- 26°21′15″N 80°05′21″W﻿ / ﻿26.3543°N 80.0893°W
- Location: United States
- Type: Public Library

Collection
- Size: 233,727

Access and use
- Population served: 96,114

Other information
- Budget: $4,944,300
- Employees: 72
- Website: www.myboca.us/957/Library

= Boca Raton Public Library =

Public Library in South Florida

The Boca Raton Public Library consists of two library facilities serving the residents of the incorporated area of Boca Raton, Florida. The City of Boca Raton, incorporated in 1925, is one of the largest and southernmost cities in Palm Beach County, Florida.

== History ==
The Woman's Club of Boca Raton began the first community library in January, 1923. The library was managed by a group of volunteers including Mrs. Charles Stokes, Mrs. W.C. Young, Mrs. Crosby Tappan, and Miss Erma Habercorn. The collection developed from public donations, with Mrs. Morris Stokes and the Friends of The Chicago Public Library specifically cited as being those responsible for donating a large portion of the library's original fiction titles. Other donations resulted from musical performances where the price was one book donated and calls for donations from local figures like Addison Mizner. It was closed in 1926 due to a land bust destroying the local economy following the Florida land boom of the 1920s, and the collection was donated to a local elementary school.

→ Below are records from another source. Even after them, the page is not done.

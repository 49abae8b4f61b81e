//! Page content store.
//!
//! # Responsibility
//! - Own one in-memory `ContentDocument` per page domain.
//! - Hydrate it from the domain slot, falling back to compiled-in defaults.
//! - Keep the slot synchronized with every mutation through `flush`.
//!
//! # Invariants
//! - State moves `Uninitialized -> Loading -> Ready` once per instance.
//! - Mutations validate section keys and payloads before touching memory.
//! - Storage failures never propagate as errors; they leave the store dirty
//!   and are reported through `PersistOutcome` and `last_persist_error()`.
//! - A corrupt slot is never overwritten during initialization.

use crate::model::document::ContentDocument;
use crate::model::domain::PageDomain;
use crate::model::sections::SectionError;
use crate::repo::content_repo::{ContentRepository, LoadOutcome};
use crate::repo::slot_repo::SlotRepository;
use log::{error, info, warn};
use serde_json::{Map, Value};
use std::error::Error;
use std::fmt::{Display, Formatter};

const DEFAULT_MAX_PERSIST_ATTEMPTS: u32 = 2;

/// Store lifecycle state.
#[derive(Debug, Clone, Copy, PartialEq, Eq)]
pub enum StoreState {
    Uninitialized,
    Loading,
    Ready,
}

/// Where the initial document came from.
#[derive(Debug, Clone, Copy, PartialEq, Eq)]
pub enum InitSource {
    /// Slot present and decoded.
    Persisted,
    /// Slot absent; default adopted and written.
    DefaultSeeded,
    /// Slot absent; default adopted but the seed write failed. The store
    /// stays dirty until a later `flush` succeeds.
    DefaultSeedDeferred,
    /// Slot present but unparseable; default adopted, slot left untouched.
    DefaultAfterCorruptSlot,
    /// Slot storage failed on read; default adopted, nothing written.
    DefaultAfterReadFailure,
}

/// Retry policy applied to every flush.
#[derive(Debug, Clone, Copy, PartialEq, Eq)]
pub struct PersistPolicy {
    /// Total write attempts per flush, clamped to at least 1.
    pub max_attempts: u32,
}

impl Default for PersistPolicy {
    fn default() -> Self {
        Self {
            max_attempts: DEFAULT_MAX_PERSIST_ATTEMPTS,
        }
    }
}

/// Result of writing the in-memory document to its slot.
#[derive(Debug, Clone, PartialEq, Eq)]
pub enum PersistOutcome {
    Persisted { bytes: usize, attempts: u32 },
    /// Every attempt failed; the in-memory edit is kept and marked unsaved.
    Deferred { error: String, attempts: u32 },
}

impl PersistOutcome {
    pub fn is_persisted(&self) -> bool {
        matches!(self, Self::Persisted { .. })
    }
}

/// Caller contract violations rejected by the store.
#[derive(Debug, Clone, PartialEq, Eq)]
pub enum StoreError {
    Section(SectionError),
    BatchUpdateUnsupported(PageDomain),
    NotInitialized(PageDomain),
}

impl Display for StoreError {
    fn fmt(&self, f: &mut Formatter<'_>) -> std::fmt::Result {
        match self {
            Self::Section(err) => write!(f, "{err}"),
            Self::BatchUpdateUnsupported(domain) => write!(
                f,
                "{} page does not support multi-section updates",
                domain.as_str()
            ),
            Self::NotInitialized(domain) => {
                write!(f, "{} page store is not initialized", domain.as_str())
            }
        }
    }
}

impl Error for StoreError {
    fn source(&self) -> Option<&(dyn Error + 'static)> {
        match self {
            Self::Section(err) => Some(err),
            _ => None,
        }
    }
}

impl From<SectionError> for StoreError {
    fn from(value: SectionError) -> Self {
        Self::Section(value)
    }
}

/// Editable content store for one page domain.
pub struct PageContentStore<R: SlotRepository> {
    repo: ContentRepository<R>,
    policy: PersistPolicy,
    state: StoreState,
    init_source: Option<InitSource>,
    data: ContentDocument,
    edit_mode: bool,
    dirty: bool,
    last_persist_error: Option<String>,
}

impl<R: SlotRepository> PageContentStore<R> {
    /// Creates an uninitialized store holding the domain default.
    pub fn new(domain: PageDomain, slots: R) -> Self {
        Self {
            repo: ContentRepository::new(domain, slots),
            policy: PersistPolicy::default(),
            state: StoreState::Uninitialized,
            init_source: None,
            data: domain.default_document(),
            edit_mode: false,
            dirty: false,
            last_persist_error: None,
        }
    }

    /// Creates and initializes a store in one step.
    pub fn open(domain: PageDomain, slots: R) -> Self {
        let mut store = Self::new(domain, slots);
        store.initialize();
        store
    }

    /// Replaces the flush retry policy.
    pub fn with_policy(mut self, policy: PersistPolicy) -> Self {
        self.policy = policy;
        self
    }

    /// Hydrates the document from the domain slot.
    ///
    /// Calling this again on a ready store is a no-op that returns the
    /// original source.
    pub fn initialize(&mut self) -> InitSource {
        if let Some(source) = self.init_source {
            return source;
        }

        let domain = self.domain();
        self.state = StoreState::Loading;

        let source = match self.repo.load() {
            Ok(LoadOutcome::Found(document)) => {
                self.data = document;
                InitSource::Persisted
            }
            Ok(LoadOutcome::Missing) => {
                self.data = domain.default_document();
                self.dirty = true;
                match self.flush() {
                    PersistOutcome::Persisted { .. } => InitSource::DefaultSeeded,
                    PersistOutcome::Deferred { error, attempts } => {
                        error!(
                            "event=store_init module=store status=error domain={} slot_key={} attempts={} error_code=slot_seed_failed error={}",
                            domain.as_str(),
                            domain.slot_key(),
                            attempts,
                            error
                        );
                        InitSource::DefaultSeedDeferred
                    }
                }
            }
            Ok(LoadOutcome::Corrupt(reason)) => {
                warn!(
                    "event=store_init module=store status=corrupt_slot domain={} slot_key={} error={}",
                    domain.as_str(),
                    domain.slot_key(),
                    reason
                );
                self.data = domain.default_document();
                InitSource::DefaultAfterCorruptSlot
            }
            Err(err) => {
                error!(
                    "event=store_init module=store status=error domain={} slot_key={} error_code=slot_read_failed error={}",
                    domain.as_str(),
                    domain.slot_key(),
                    err
                );
                self.data = domain.default_document();
                InitSource::DefaultAfterReadFailure
            }
        };

        info!(
            "event=store_init module=store status=ok domain={} source={:?} sections={}",
            domain.as_str(),
            source,
            self.data.len()
        );

        self.state = StoreState::Ready;
        self.init_source = Some(source);
        source
    }

    pub fn domain(&self) -> PageDomain {
        self.repo.domain()
    }

    pub fn state(&self) -> StoreState {
        self.state
    }

    /// Whether callers may render edit affordances.
    pub fn is_loaded(&self) -> bool {
        self.state == StoreState::Ready
    }

    /// Source of the initial document, once initialized.
    pub fn init_source(&self) -> Option<InitSource> {
        self.init_source
    }

    /// Current document; the domain default until initialized.
    pub fn data(&self) -> &ContentDocument {
        &self.data
    }

    pub fn section(&self, key: &str) -> Option<&Value> {
        self.data.get(key)
    }

    pub fn edit_mode(&self) -> bool {
        self.edit_mode
    }

    pub fn set_edit_mode(&mut self, enabled: bool) {
        self.edit_mode = enabled;
    }

    /// Whether memory holds edits the slot does not reflect.
    pub fn has_unsaved_changes(&self) -> bool {
        self.dirty
    }

    /// Last flush failure, cleared by the next successful flush.
    pub fn last_persist_error(&self) -> Option<&str> {
        self.last_persist_error.as_deref()
    }

    /// Replaces one section and persists the whole document.
    pub fn update_section(
        &mut self,
        key: &str,
        value: Value,
    ) -> Result<PersistOutcome, StoreError> {
        self.stage_section(key, value)?;
        info!(
            "event=section_update module=store status=ok domain={} section={}",
            self.domain().as_str(),
            key
        );
        Ok(self.flush())
    }

    /// Replaces one section in memory only; pair with `save_data` or `flush`.
    pub fn stage_section(&mut self, key: &str, value: Value) -> Result<(), StoreError> {
        self.ensure_ready()?;
        self.domain().validate_section(key, &value)?;
        self.data.replace_section(key, value);
        self.dirty = true;
        Ok(())
    }

    /// Replaces several sections in one pass, then persists once.
    ///
    /// Every entry is validated before any is applied.
    pub fn update_multiple(
        &mut self,
        sections: Map<String, Value>,
    ) -> Result<PersistOutcome, StoreError> {
        self.ensure_ready()?;
        let domain = self.domain();
        if !domain.supports_batch_update() {
            return Err(StoreError::BatchUpdateUnsupported(domain));
        }

        for (key, value) in &sections {
            domain.validate_section(key, value)?;
        }

        let keys: Vec<String> = sections.keys().cloned().collect();
        for (key, value) in sections {
            self.data.replace_section(&key, value);
        }
        self.dirty = true;

        info!(
            "event=batch_update module=store status=ok domain={} sections={}",
            domain.as_str(),
            keys.join(",")
        );
        Ok(self.flush())
    }

    /// Writes the current document to the slot, retrying per policy.
    pub fn flush(&mut self) -> PersistOutcome {
        let domain = self.domain();
        let max_attempts = self.policy.max_attempts.max(1);
        let mut last_error = String::new();

        for attempt in 1..=max_attempts {
            match self.repo.save(&self.data) {
                Ok(bytes) => {
                    self.dirty = false;
                    self.last_persist_error = None;
                    info!(
                        "event=slot_write module=store status=ok domain={} slot_key={} bytes={} attempt={}",
                        domain.as_str(),
                        domain.slot_key(),
                        bytes,
                        attempt
                    );
                    return PersistOutcome::Persisted {
                        bytes,
                        attempts: attempt,
                    };
                }
                Err(err) => {
                    warn!(
                        "event=slot_write module=store status=retry domain={} slot_key={} attempt={} error={}",
                        domain.as_str(),
                        domain.slot_key(),
                        attempt,
                        err
                    );
                    last_error = err.to_string();
                }
            }
        }

        error!(
            "event=slot_write module=store status=error domain={} slot_key={} attempts={} error_code=slot_write_failed error={}",
            domain.as_str(),
            domain.slot_key(),
            max_attempts,
            last_error
        );
        self.last_persist_error = Some(last_error.clone());
        PersistOutcome::Deferred {
            error: last_error,
            attempts: max_attempts,
        }
    }

    /// Explicit save action. Returns whether the slot write succeeded.
    pub fn save_data(&mut self) -> bool {
        if !self.is_loaded() {
            warn!(
                "event=slot_write module=store status=skipped domain={} reason=not_initialized",
                self.domain().as_str()
            );
            return false;
        }
        self.flush().is_persisted()
    }

    /// Discards overrides and persists the compiled-in default.
    pub fn reset_to_default(&mut self) -> Result<PersistOutcome, StoreError> {
        self.ensure_ready()?;
        let domain = self.domain();
        self.data = domain.default_document();
        self.dirty = true;
        info!(
            "event=store_reset module=store status=ok domain={}",
            domain.as_str()
        );
        Ok(self.flush())
    }

    fn ensure_ready(&self) -> Result<(), StoreError> {
        if self.is_loaded() {
            Ok(())
        } else {
            Err(StoreError::NotInitialized(self.domain()))
        }
    }
}

#[cfg(test)]
mod tests {
    use super::{PageContentStore, PersistPolicy, StoreError, StoreState};
    use crate::model::domain::PageDomain;
    use crate::repo::slot_repo::MemorySlotRepository;
    use serde_json::json;

    #[test]
    fn new_store_serves_defaults_before_initialization() {
        let store = PageContentStore::new(PageDomain::Teams, MemorySlotRepository::new());
        assert_eq!(store.state(), StoreState::Uninitialized);
        assert!(!store.is_loaded());
        assert_eq!(store.data(), &PageDomain::Teams.default_document());
    }

    #[test]
    fn mutations_require_initialization() {
        let mut store = PageContentStore::new(PageDomain::Teams, MemorySlotRepository::new());
        let err = store
            .update_section("hero", json!({ "title": "x" }))
            .unwrap_err();
        assert_eq!(err, StoreError::NotInitialized(PageDomain::Teams));
        assert!(!store.save_data());
    }

    #[test]
    fn zero_attempt_policy_still_writes_once() {
        let mut store = PageContentStore::new(PageDomain::Faculty, MemorySlotRepository::new())
            .with_policy(PersistPolicy { max_attempts: 0 });
        store.initialize();
        let outcome = store.flush();
        assert!(outcome.is_persisted());
    }

    #[test]
    fn edit_mode_is_a_plain_flag() {
        let mut store = PageContentStore::open(PageDomain::Faculty, MemorySlotRepository::new());
        assert!(!store.edit_mode());
        store.set_edit_mode(true);
        assert!(store.edit_mode());
        assert!(!store.has_unsaved_changes());
    }
}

In January, 1946, the community library reopened at the Boca Raton Army Air Field in the Administration Building due to the efforts of Recreational Director of Civilian Personnel, Mrs. Mabel Wood. The reopening was spearheaded by the president of the Woman's Christian and Civic Club, Mrs. Arnold MacSpadden. Other women in the Wives of Army personnel also assisted in reopening the library, holding fundraising efforts and accepting personal donations for the new collection. On opening, the library was staffed by volunteer librarians Myrtle Fleming, Carrie Sperry, Paulette Hebel, Helen Mann, and Birdine Merritt. Severe damage from a category 4 hurricane forced the library to close again in 1947.

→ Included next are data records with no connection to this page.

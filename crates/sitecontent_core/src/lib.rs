//! Core content logic for the institute site's editable pages.
//! This crate owns page content documents and their persistent slots.

pub mod db;
pub mod logging;
pub mod model;
pub mod repo;
pub mod service;

pub use logging::{default_log_level, init_logging, logging_status};
pub use model::document::ContentDocument;
pub use model::domain::PageDomain;
pub use model::sections::{
    AchievementsSection, CareerSection, FacultySection, SectionError, TeamsSection,
};
pub use model::slot_key::SlotKey;
pub use repo::content_repo::{ContentRepository, LoadOutcome};
pub use repo::slot_repo::{
    MemorySlotRepository, RepoError, RepoResult, SlotEntry, SlotRepository, SqliteSlotRepository,
};
pub use service::page_store::{
    InitSource, PageContentStore, PersistOutcome, PersistPolicy, StoreError, StoreState,
};
pub use service::slot_maintenance::{
    classify_slot, SlotMaintenanceService, SlotReport, SlotStatus,
};

/// Minimal health-check API for early integration.
pub fn ping() -> &'static str {
    "pong"
}

/// Returns the core crate version.
pub fn core_version() -> &'static str {
    env!("CARGO_PKG_VERSION")
}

In 1948, efforts too reopen another community library succeeded, with the Boca Raton Town Council allocating space for the library within the city's Municipal Building. This also resulted in the first library Board of Directors for the system, created on April 26, 1948 and led by Eleanor Bebout as president. Local citizens Carrie Sperry, Dorothy Cox, Helen Mann, and Myrtle Fleming as the additional board members. By 1950, the library also had its first benefactors, with J. Myer Schine and Hildegarde Schine supporting the library with the donation of new bookcases, fluorescent lights, and other new furnishings.

In the early 1950s, the library hosted several art exhibits as part of a partnership with the Art Guild of Boca Raton. In 1955 a library and cultural arts center was planned on a tract of land donated to the partnership by library benefactors J. Myer and Hildegarde Schine, as part of a million-dollar development on a 25-acre piece of land in downtown Boca Raton; this development did not come to fruition. The Boca Raton library separated from the Art guild in 1957. In the summer of that same year, the Library filed suit to determine ownership rights of the property deeded to the joint partnership, with the library requesting that the property be divided so that each party could use a portion of the land for their own purposes. It was claimed in this lawsuit that the Art Guild never agreed to the deed in its present form due to regulations imposed by the Grantor to which the Art Guild was opposed. The lawsuit went unresolved until January, 1960, when it was decided that the land should be sold for a net sum of $50,000, with $25,000 to be given to each party.

With the help of funding from the city and donations, the library moved to the administration building of the Garden Apartments on West Palmetto Road in 1957. A new library building was completed in 1961 on NW 2nd Avenue, the location of the current Downtown Library. Construction costs for the new building amounted to $41,000. In 1966 this building was dedicated to the city and named the Boca Raton Public Library. Though it was not a public library, it was still subsidized by the city council prior to this dedication. The building subsequently underwent several renovations, including a new library wing in 1972 for a price of $120,000. Additions to the ever-increasing book collections were also made over time, with significant additions being added to the reference, local history, and children's collections. An alarm system was installed in 1976 to prevent theft.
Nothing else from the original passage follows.